### RECORDS FOR THE EXERCISE
//! The per-conversion temporary directory and its teardown.
//!
//! ## Layout
//!
//! ```text
//! $TMPDIR/tex2doc-temp-XXXXXX/
//!  ├─ texput.tex   source, written before the first run
//!  ├─ texput.aux   cross-reference state (engine-produced, optional)
//!  ├─ texput.log   engine transcript (optional)
//!  └─ texput.dvi | texput.pdf
//! ```
//!
//! File names never depend on request content. `texput` is the job name the
//! engines use for input read from a file of that name, so nothing caller
//! supplied ever reaches a path.
//!
//! ## Why not let `TempDir` clean up?
//!
//! `tempfile::TempDir` removes itself on drop but swallows the error. A failed
//! removal is a leaked directory the caller must hear about, so the directory
//! is detached from `TempDir` right after creation and torn down explicitly by
//! [`Workspace::remove`], which reports through [`remove_dir_recursive`].

use crate::error::TexError;
use crate::pipeline::engine::DestFormat;
use std::fs;
use std::path::{Path, PathBuf};
use tracing::{debug, warn};

/// Name prefix of every workspace directory.
pub const WORKSPACE_PREFIX: &str = "tex2doc-temp-";

/// Job name shared by all files in the workspace.
pub const JOB_NAME: &str = "texput";

/// File name the engine is invoked on, relative to the workspace.
pub const SOURCE_FILE: &str = "texput.tex";

const AUX_FILE: &str = "texput.aux";
const LOG_FILE: &str = "texput.log";

/// An exclusively owned temporary directory for one conversion.
#[derive(Debug)]
pub struct Workspace {
    root: PathBuf,
    removed: bool,
}

impl Workspace {
    /// Create a uniquely named workspace under `base`.
    pub fn create(base: &Path) -> Result<Self, TexError> {
        let dir = tempfile::Builder::new()
            .prefix(WORKSPACE_PREFIX)
            .tempdir_in(base)
            .map_err(|source| TexError::TempDirCreate {
                template: base.join(format!("{WORKSPACE_PREFIX}XXXXXX")),
                source,
            })?;
        let root = dir.keep();
        debug!("Created workspace {}", root.display());
        Ok(Self {
            root,
            removed: false,
        })
    }

    pub fn root(&self) -> &Path {
        &self.root
    }

    pub fn source_path(&self) -> PathBuf {
        self.root.join(SOURCE_FILE)
    }

    pub fn aux_path(&self) -> PathBuf {
        self.root.join(AUX_FILE)
    }

    pub fn log_path(&self) -> PathBuf {
        self.root.join(LOG_FILE)
    }

    /// Path of the rendered document for the requested format.
    pub fn dest_path(&self, format: DestFormat) -> PathBuf {
        self.root.join(format!("{JOB_NAME}.{}", format.extension()))
    }

    /// Remove the workspace and everything in it.
    pub fn remove(mut self) -> Result<(), TexError> {
        self.removed = true;
        let result = remove_dir_recursive(&self.root);
        match &result {
            Ok(()) => debug!("Removed workspace {}", self.root.display()),
            Err(e) => warn!("Failed to remove workspace {}: {}", self.root.display(), e),
        }
        result
    }
}

impl Drop for Workspace {
    /// Last-resort cleanup when the conversion unwinds before [`Workspace::remove`].
    fn drop(&mut self) {
        if !self.removed {
            if let Err(e) = remove_dir_recursive(&self.root) {
                warn!("Failed to remove abandoned workspace {}: {}", self.root.display(), e);
            }
        }
    }
}

/// Remove `dir` and its contents, like `rm -r`.
///
/// Errors on individual entries do not stop the walk; only the first one is
/// remembered. Whether it is reported depends on the final `rmdir`:
///
/// * `rmdir` succeeds → `Ok(())`. The directory is gone, so earlier glitches
///   no longer matter.
/// * `rmdir` fails → the earliest recorded error, or the `rmdir` error itself
///   if nothing failed before it.
pub fn remove_dir_recursive(dir: &Path) -> Result<(), TexError> {
    let mut first_error: Option<TexError> = None;

    match fs::read_dir(dir) {
        Err(source) => {
            first_error = Some(TexError::ReadDir {
                path: dir.to_path_buf(),
                source,
            });
        }
        Ok(entries) => {
            for entry in entries {
                let entry = match entry {
                    Ok(entry) => entry,
                    Err(source) => {
                        first_error.get_or_insert(TexError::ReadDir {
                            path: dir.to_path_buf(),
                            source,
                        });
                        continue;
                    }
                };
                let path = entry.path();
                // file_type() does not follow symlinks: a link to a
                // directory is unlinked, never descended into.
                let is_dir = entry.file_type().map(|t| t.is_dir()).unwrap_or(false);
                let result = if is_dir {
                    remove_dir_recursive(&path)
                } else {
                    fs::remove_file(&path).map_err(|source| TexError::RemoveFile {
                        path: path.clone(),
                        source,
                    })
                };
                if let Err(e) = result {
                    first_error.get_or_insert(e);
                }
            }
        }
    }

    match fs::remove_dir(dir) {
        Ok(()) => Ok(()),
        Err(source) => Err(first_error.unwrap_or(TexError::RemoveDir {
            path: dir.to_path_buf(),
            source,
        })),
    }
}

#[cfg(test)]
mod tests {
    use super::*;
    use tempfile::tempdir;

    #[test]
    fn removes_nested_tree() {
        let base = tempdir().unwrap();
        let root = base.path().join("ws");
        fs::create_dir_all(root.join("sub/deeper")).unwrap();
        fs::write(root.join("texput.tex"), b"\\bye").unwrap();
        fs::write(root.join("sub/a.aux"), b"x").unwrap();
        fs::write(root.join("sub/deeper/b.log"), b"y").unwrap();

        remove_dir_recursive(&root).unwrap();
        assert!(!root.exists());
    }

    #[test]
    fn removes_empty_directory() {
        let base = tempdir().unwrap();
        let root = base.path().join("empty");
        fs::create_dir(&root).unwrap();

        remove_dir_recursive(&root).unwrap();
        assert!(!root.exists());
    }

    #[cfg(unix)]
    #[test]
    fn symlinked_directory_is_unlinked_not_followed() {
        let base = tempdir().unwrap();
        let outside = base.path().join("outside");
        fs::create_dir(&outside).unwrap();
        fs::write(outside.join("keep.txt"), b"keep").unwrap();

        let root = base.path().join("ws");
        fs::create_dir(&root).unwrap();
        std::os::unix::fs::symlink(&outside, root.join("link")).unwrap();

        remove_dir_recursive(&root).unwrap();
        assert!(!root.exists());
        assert!(outside.join("keep.txt").exists());
    }

    #[test]
    fn missing_directory_reports_earliest_error() {
        let base = tempdir().unwrap();
        let root = base.path().join("never-created");

        // Listing fails first, then rmdir fails: the listing error wins.
        let err = remove_dir_recursive(&root).unwrap_err();
        assert!(matches!(err, TexError::ReadDir { .. }), "got: {err:?}");
        assert!(err.to_string().contains("Unable to read directory entries"));
    }

    #[cfg(unix)]
    #[test]
    fn undeletable_root_reports_rmdir_failure() {
        use std::os::unix::fs::PermissionsExt;

        let base = tempdir().unwrap();
        let parent = base.path().join("locked");
        let root = parent.join("ws");
        fs::create_dir_all(root.join("sub")).unwrap();
        fs::write(root.join("texput.tex"), b"x").unwrap();
        fs::write(root.join("sub/texput.aux"), b"y").unwrap();

        fs::set_permissions(&parent, fs::Permissions::from_mode(0o555)).unwrap();
        // Privileged users ignore directory permissions; nothing to observe then.
        let privileged = fs::write(parent.join("probe"), b"").is_ok();
        if !privileged {
            let err = remove_dir_recursive(&root).unwrap_err();
            assert!(matches!(err, TexError::RemoveDir { .. }), "got: {err:?}");
            assert!(root.exists());
            assert_eq!(fs::read_dir(&root).unwrap().count(), 0);
        }
        fs::set_permissions(&parent, fs::Permissions::from_mode(0o755)).unwrap();
    }

    #[cfg(unix)]
    #[test]
    fn unremovable_root_is_reported_after_emptying_it() {
        let base = tempdir().unwrap();
        let root = base.path().join("ws");
        fs::create_dir_all(root.join("sub")).unwrap();
        fs::write(root.join("texput.tex"), b"x").unwrap();
        fs::write(root.join("sub/texput.aux"), b"y").unwrap();

        // rmdir refuses a path whose last component is `.`, even for root.
        let err = remove_dir_recursive(&root.join(".")).unwrap_err();

        assert!(matches!(err, TexError::RemoveDir { .. }), "got: {err:?}");
        assert!(root.exists());
        assert_eq!(fs::read_dir(&root).unwrap().count(), 0);
    }

    #[test]
    fn removing_vanished_workspace_fails() {
        let base = tempdir().unwrap();
        let ws = Workspace::create(base.path()).unwrap();
        fs::remove_dir_all(ws.root()).unwrap();

        let err = ws.remove().unwrap_err();
        assert!(matches!(err, TexError::ReadDir { .. }), "got: {err:?}");
    }

    #[test]
    fn workspace_paths_use_fixed_names() {
        let base = tempdir().unwrap();
        let ws = Workspace::create(base.path()).unwrap();

        let name = ws.root().file_name().unwrap().to_string_lossy().to_string();
        assert!(name.starts_with(WORKSPACE_PREFIX), "got: {name}");
        assert_eq!(ws.source_path(), ws.root().join("texput.tex"));
        assert_eq!(ws.aux_path(), ws.root().join("texput.aux"));
        assert_eq!(ws.log_path(), ws.root().join("texput.log"));
        assert_eq!(ws.dest_path(DestFormat::Pdf), ws.root().join("texput.pdf"));
        assert_eq!(ws.dest_path(DestFormat::Dvi), ws.root().join("texput.dvi"));

        let root = ws.root().to_path_buf();
        ws.remove().unwrap();
        assert!(!root.exists());
    }

    #[test]
    fn workspaces_are_unique() {
        let base = tempdir().unwrap();
        let a = Workspace::create(base.path()).unwrap();
        let b = Workspace::create(base.path()).unwrap();
        assert_ne!(a.root(), b.root());
    }

    #[test]
    fn dropped_workspace_is_removed() {
        let base = tempdir().unwrap();
        let root = {
            let ws = Workspace::create(base.path()).unwrap();
            fs::write(ws.source_path(), b"x").unwrap();
            ws.root().to_path_buf()
        };
        assert!(!root.exists());
    }

    #[test]
    fn create_in_missing_base_fails_with_template() {
        let base = tempdir().unwrap();
        let missing = base.path().join("nope");

        let err = Workspace::create(&missing).unwrap_err();
        let msg = err.to_string();
        assert!(msg.contains("tex2doc-temp-XXXXXX"), "got: {msg}");
        assert!(msg.starts_with("Unable to create temporary directory"), "got: {msg}");
    }
}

### AIM OF THE EXERCISE
Please reproduce the lines from the line with "use tempfile::tempdir;" to the line with "use std::os::unix::fs::PermissionsExt;", both ends included, exactly as they appear above.

### EXPECTED OUTPUT
    use tempfile::tempdir;

    #[test]
    fn removes_nested_tree() {
        let base = tempdir().unwrap();
        let root = base.path().join("ws");
        fs::create_dir_all(root.join("sub/deeper")).unwrap();
        fs::write(root.join("texput.tex"), b"\\bye").unwrap();
        fs::write(root.join("sub/a.aux"), b"x").unwrap();
        fs::write(root.join("sub/deeper/b.log"), b"y").unwrap();

        remove_dir_recursive(&root).unwrap();
        assert!(!root.exists());
    }

    #[test]
    fn removes_empty_directory() {
        let base = tempdir().unwrap();
        let root = base.path().join("empty");
        fs::create_dir(&root).unwrap();

        remove_dir_recursive(&root).unwrap();
        assert!(!root.exists());
    }

    #[cfg(unix)]
    #[test]
    fn symlinked_directory_is_unlinked_not_followed() {
        let base = tempdir().unwrap();
        let outside = base.path().join("outside");
        fs::create_dir(&outside).unwrap();
        fs::write(outside.join("keep.txt"), b"keep").unwrap();

        let root = base.path().join("ws");
        fs::create_dir(&root).unwrap();
        std::os::unix::fs::symlink(&outside, root.join("link")).unwrap();

        remove_dir_recursive(&root).unwrap();
        assert!(!root.exists());
        assert!(outside.join("keep.txt").exists());
    }

    #[test]
    fn missing_directory_reports_earliest_error() {
        let base = tempdir().unwrap();
        let root = base.path().join("never-created");

        // Listing fails first, then rmdir fails: the listing error wins.
        let err = remove_dir_recursive(&root).unwrap_err();
        assert!(matches!(err, TexError::ReadDir { .. }), "got: {err:?}");
        assert!(err.to_string().contains("Unable to read directory entries"));
    }

    #[cfg(unix)]
    #[test]
    fn undeletable_root_reports_rmdir_failure() {
        use std::os::unix::fs::PermissionsExt;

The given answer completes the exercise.